Small chat groups and meet-ups like virtual lunchrooms and happy hours, as well as one-on-one meetings centred on progress and goals, are all examples of communication touchstones. You can create connections through them, unwind, reduce loneliness, and spot other people who are struggling. But, again, this could help you intervene before things get worse.

"Leadership is about making others better as a result of your presence and making sure that impact lasts in your absence." - Sheryl Sandberg

Allow Employees to Take Time Off.

In many organisations, downtime must be considered to meet demand. Although the redistribution of work may be complex, downtime cannot be ignored. Provide employees with the option of taking breaks, personal days, or vacations when necessary.

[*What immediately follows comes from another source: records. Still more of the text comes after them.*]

//! Breadth-first connectivity oracle for tracker property verification.
//!
//! Maintains the same link multiset the tracker maintains and recomputes
//! connected components from scratch on every query. Trusted by virtue of
//! being simple; it shares no code with the tracker under test.

use std::collections::{HashMap, HashSet, VecDeque};

/// Reference model of the tracker: a plain link multiset whose connectivity
/// is derived by exhaustive traversal.
pub(super) struct ConnectivityOracle {
    node_count: u64,
    links: Vec<(u64, u64)>,
}

impl ConnectivityOracle {
    pub(super) fn new(node_count: u64) -> Self {
        Self {
            node_count,
            links: Vec::new(),
        }
    }

    /// Records one occurrence of the pair, canonicalised to `(min, max)`.
    pub(super) fn connect(&mut self, parent: u64, connected: u64) {
        self.links.push(canonical(parent, connected));
    }

    /// Removes one occurrence of the pair when one is recorded.
    pub(super) fn disconnect(&mut self, parent: u64, connected: u64) {
        let pair = canonical(parent, connected);
        if let Some(position) = self.links.iter().position(|&candidate| candidate == pair) {
            self.links.swap_remove(position);
        }
    }

    /// Returns the number of recorded link occurrences.
    pub(super) fn link_count(&self) -> usize {
        self.links.len()
    }

    /// Recomputes the connected components over all registered nodes.
    ///
    /// Each component is sorted by node id and the component list is ordered
    /// by smallest member, giving a canonical form for equality comparison.
    pub(super) fn components(&self) -> Vec<Vec<u64>> {
        let mut adjacency: HashMap<u64, Vec<u64>> = HashMap::new();
        for &(a, b) in &self.links {
            if a == b {
                continue;
            }
            adjacency.entry(a).or_default().push(b);
            adjacency.entry(b).or_default().push(a);
        }

        let mut seen: HashSet<u64> = HashSet::new();
        let mut components = Vec::new();
        for start in 0..self.node_count {
            if !seen.insert(start) {
                continue;
            }
            let mut component = vec![start];
            let mut queue = VecDeque::from([start]);
            while let Some(node) = queue.pop_front() {
                let Some(neighbours) = adjacency.get(&node) else {
                    continue;
                };
                for &next in neighbours {
                    if seen.insert(next) {
                        component.push(next);
                        queue.push_back(next);
                    }
                }
            }
            component.sort_unstable();
            components.push(component);
        }
        components
    }
}

/// Returns the pair in canonical order `(min, max)`.
fn canonical(a: u64, b: u64) -> (u64, u64) {
    if a <= b { (a, b) } else { (b, a) }
}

Your company's typical working hours should be clearly communicated to employees. In addition, they should be encouraged to turn off their phones and laptops when they are not working. Recognising that they have the right to separate work and personal life will encourage employees to do so. In order to motivate employees to do these things, you might want to introduce some employee wellness initiatives. 

Even short breaks throughout the day can help improve their mood and productivity. Make it clear to your team members that they should not check their emails while on vacation. Find someone to cover their position if it is essential. Upon their return, they will be well-rested and ready to work.

Make Collaboration Easier by Investing in Tools.

Make Collaboration Easier by Investing in Tools.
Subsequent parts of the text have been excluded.